Even before the little red and yellow speedster boy scout had entered her life, her mind had been dwelling on it. She saw what the Titans had; how they worked together, how close they were, how happy they seemed all the time… and she resented it. She hated how there was absolutely nothing subversive about their relationship with each other. No backstabbing, no hesitancy to trust, no one ever using another person for their own gain… They were all just friends, pure and simple. Just five teenagers who hung out and lived together and enjoyed it. They were… almost like a family to each other.
And blast it all… she… she was jealous.
Jinx stopped walking for a minute, turned to the side and grabbed the frame of a random shop door and banged her head on it.

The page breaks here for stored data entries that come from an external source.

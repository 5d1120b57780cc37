//! Remote debugger support for the CLI.

use std::sync::Arc;

use boa_eval::Engine;
use boa_eval::debugger::DebugServer;
use color_eyre::eyre::{Result, WrapErr};

/// Starts the debugger server for `engine` on `127.0.0.1:port`.
///
/// The server runs until the returned handle is dropped.
pub(crate) fn start(engine: &Arc<Engine>, port: u16) -> Result<DebugServer> {
    let mut server = DebugServer::new(engine.clone());
    let port = server
        .start(port)
        .wrap_err("failed to start the debugger server")?;

    eprintln!("Debugger listening on 127.0.0.1:{port}");
    Ok(server)
}
//! The engine handle.
//!
//! A Boa [`Context`](boa_engine::Context) is neither `Send` nor `Sync`, so each
//! [`Engine`] builds its context on a dedicated worker thread and talks to it
//! through a task channel. The handle itself can be shared freely between
//! threads; evaluation requests and debugger work are serialized by the
//! worker.

mod worker;

pub(crate) use worker::eval_to_json;

use std::collections::VecDeque;
use std::sync::atomic::{AtomicU64, Ordering};
use std::sync::{Arc, Mutex, PoisonError, mpsc};
use std::thread;

use crate::debugger::{DebugCallback, Debuggee};
use crate::runtime::RuntimeInner;
use crate::{Error, Result};

use worker::EngineTask;

/// Debugger state shared between the handle and the worker thread.
#[derive(Default)]
pub(crate) struct DebugChannel {
    callback: Mutex<Option<DebugCallback>>,
    commands: Mutex<VecDeque<Vec<u8>>>,
    /// Incremented on every attach so the worker can drop protocol state
    /// belonging to an earlier session.
    session: AtomicU64,
}

impl std::fmt::Debug for DebugChannel {
    fn fmt(&self, f: &mut std::fmt::Formatter<'_>) -> std::fmt::Result {
        f.debug_struct("DebugChannel")
            .field("attached", &self.is_attached())
            .field("session", &self.session())
            .finish_non_exhaustive()
    }
}

impl DebugChannel {
    fn attach(&self, callback: DebugCallback) -> Result<()> {
        let mut slot = self.callback.lock().unwrap_or_else(PoisonError::into_inner);
        if slot.is_some() {
            return Err(Error::CallbackAlreadyAttached);
        }
        *slot = Some(callback);
        self.session.fetch_add(1, Ordering::AcqRel);
        Ok(())
    }

    fn detach(&self) {
        let mut slot = self.callback.lock().unwrap_or_else(PoisonError::into_inner);
        if slot.take().is_some() {
            self.commands
                .lock()
                .unwrap_or_else(PoisonError::into_inner)
                .clear();
        }
    }

    fn is_attached(&self) -> bool {
        self.callback
            .lock()
            .unwrap_or_else(PoisonError::into_inner)
            .is_some()
    }

    fn push_command(&self, command: &[u8]) -> Result<()> {
        // Hold the callback slot while queueing so a concurrent detach cannot
        // leave a stale command behind.
        let slot = self.callback.lock().unwrap_or_else(PoisonError::into_inner);
        if slot.is_none() {
            return Err(Error::NotAttached);
        }
        self.commands
            .lock()
            .unwrap_or_else(PoisonError::into_inner)
            .push_back(command.to_vec());
        Ok(())
    }

    /// Takes the buffered commands together with the session they were sent
    /// in. Commands are only queued and cleared under the callback slot, so
    /// every taken command belongs to the returned session.
    pub(crate) fn take_commands(&self) -> (u64, VecDeque<Vec<u8>>) {
        let _slot = self.callback.lock().unwrap_or_else(PoisonError::into_inner);
        let commands =
            std::mem::take(&mut *self.commands.lock().unwrap_or_else(PoisonError::into_inner));
        (self.session(), commands)
    }

    /// A clone of the attached callback if it still belongs to `session`.
    /// The lock is released before the caller invokes it.
    pub(crate) fn callback_for(&self, session: u64) -> Option<DebugCallback> {
        let slot = self.callback.lock().unwrap_or_else(PoisonError::into_inner);
        // `attach` bumps the session while holding the slot.
        if self.session() != session {
            return None;
        }
        slot.clone()
    }

    pub(crate) fn session(&self) -> u64 {
        self.session.load(Ordering::Acquire)
    }
}

/// A handle to one Boa engine instance.
///
/// Created by [`Runtime::create_engine`](crate::Runtime::create_engine).
/// Every engine has its own global context that persists across calls, so
/// functions defined by one [`eval`](Self::eval) can be invoked by a later
/// [`call`](Self::call).
#[derive(Debug)]
pub struct Engine {
    task_tx: mpsc::Sender<EngineTask>,
    handle: Option<thread::JoinHandle<()>>,
    debug: Arc<DebugChannel>,
    _runtime: Arc<RuntimeInner>,
}

impl Engine {
    pub(crate) fn new(runtime: Arc<RuntimeInner>) -> Result<Self> {
        let name = format!("boa-eval-engine-{}", runtime.next_engine_id());
        let (task_tx, task_rx) = mpsc::channel();
        let debug = Arc::new(DebugChannel::default());

        let mut builder = thread::Builder::new().name(name.clone());
        if let Some(stack_size) = runtime.options.stack_size {
            builder = builder.stack_size(stack_size);
        }

        let console = runtime.options.console;
        let worker_debug = debug.clone();
        let handle = builder
            .spawn(move || worker::run(&task_rx, &worker_debug, console))
            .map_err(|source| Error::Spawn { name, source })?;

        Ok(Self {
            task_tx,
            handle: Some(handle),
            debug,
            _runtime: runtime,
        })
    }

    /// Evaluates `source` in the engine's global context.
    ///
    /// The completion value is returned as JSON text, produced by the
    /// script-visible `JSON.stringify`. Values JSON cannot represent, such as
    /// `undefined` or functions, come back as the text `undefined`.
    ///
    /// # Errors
    ///
    /// [`Error::Js`] with the exception message if the script throws, or
    /// [`Error::EngineGone`] if the worker thread has terminated.
    pub fn eval(&self, source: &str) -> Result<String> {
        self.request(|result_tx| EngineTask::Eval {
            source: source.to_owned(),
            result_tx,
        })
    }

    /// Calls the global function `function` with the JSON array `args` as its
    /// arguments, returning the result as JSON text.
    ///
    /// # Errors
    ///
    /// [`Error::NotAFunction`] if the global is missing or not callable,
    /// [`Error::InvalidArguments`] if `args` is not a JSON array,
    /// [`Error::Js`] if the call throws, or [`Error::EngineGone`].
    pub fn call(&self, function: &str, args: &str) -> Result<String> {
        self.request(|result_tx| EngineTask::Call {
            function: function.to_owned(),
            args: args.to_owned(),
            result_tx,
        })
    }

    fn request<T>(&self, task: impl FnOnce(mpsc::Sender<Result<T>>) -> EngineTask) -> Result<T> {
        let (result_tx, result_rx) = mpsc::channel();
        self.task_tx
            .send(task(result_tx))
            .map_err(|_| Error::EngineGone)?;
        result_rx.recv().map_err(|_| Error::EngineGone)?
    }
}

impl Debuggee for Engine {
    fn attach_debug_callback(&self, callback: DebugCallback) -> Result<()> {
        self.debug.attach(callback)?;
        log::debug!("debug callback attached (session {})", self.debug.session());
        Ok(())
    }

    fn detach_debug_callback(&self) {
        self.debug.detach();
    }

    fn process_pending_debug_messages(&self) {
        if !self.debug.is_attached() {
            return;
        }
        let (done_tx, done_rx) = mpsc::channel();
        if self
            .task_tx
            .send(EngineTask::ProcessDebugMessages { done_tx })
            .is_err()
            || done_rx.recv().is_err()
        {
            log::warn!("cannot process debug messages: {}", Error::EngineGone);
        }
    }

    fn send_debug_command(&self, command: &[u8]) -> Result<()> {
        self.debug.push_command(command)
    }
}

impl Drop for Engine {
    fn drop(&mut self) {
        self.debug.detach();
        // The worker may already be gone; only the join matters.
        let _ = self.task_tx.send(EngineTask::Terminate);

        if let Some(handle) = self.handle.take()
            && handle.join().is_err()
        {
            log::error!("engine worker thread panicked");
        }
    }
}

Come on, she scolded herself. That's stupid. I can't think about that right now.
She pulled away from the door, rubbing her forehead gently as she started up her trek again. The thought would not go away. She tried to shift her mind to a different subject but like a nail to a magnet it just kept latching back onto it. She almost groaned.
This was totally the speedster's fault. She'd never had so much trouble covering up notions that disturbed her before. Great. That meant the guy was actually having an influence on her. She was seriously tempted to go bang her head again. Great, just great, she thought.
As if on cue, she heard a small whooshing sound behind her. Out of the corner of her eye she caught a glimpse of something ducking behind one of the buildings.
Jinx stopped in her tracks, sighed heavily and crossed her arms.
"You're wasting your ti-ime." she said aloud to the air, not bothering to look around.
In a blink there was a boy standing next to her, clad in skintight red and yellow spandex, emblazoned with a lightning bolt on the chest, beaming at her with that lopsided grin and those bright gleaming blue eyes. "Oh, I don't think I am." he said, in an annoyingly cheerful almost teasing tone of voice.
Jinx fixed the speedster with narrowed eyes and a calm, cool glare. "Still trying to convert me to side of truth and justice huh?"
"Aww, you remembered! That makes me feel all warm and fuzzy inside."
She rolled her eyes and started to walk past him. "Well you can forget it. The answer is still no."
A red and yellow blur whizzed by her and the next minute Kid Flash was once again blocking her path. "Are you saying that because you don't want to switch sides?" Here he threw her a flirtatious look. "Or are you just trying to resist my charm and good looks?"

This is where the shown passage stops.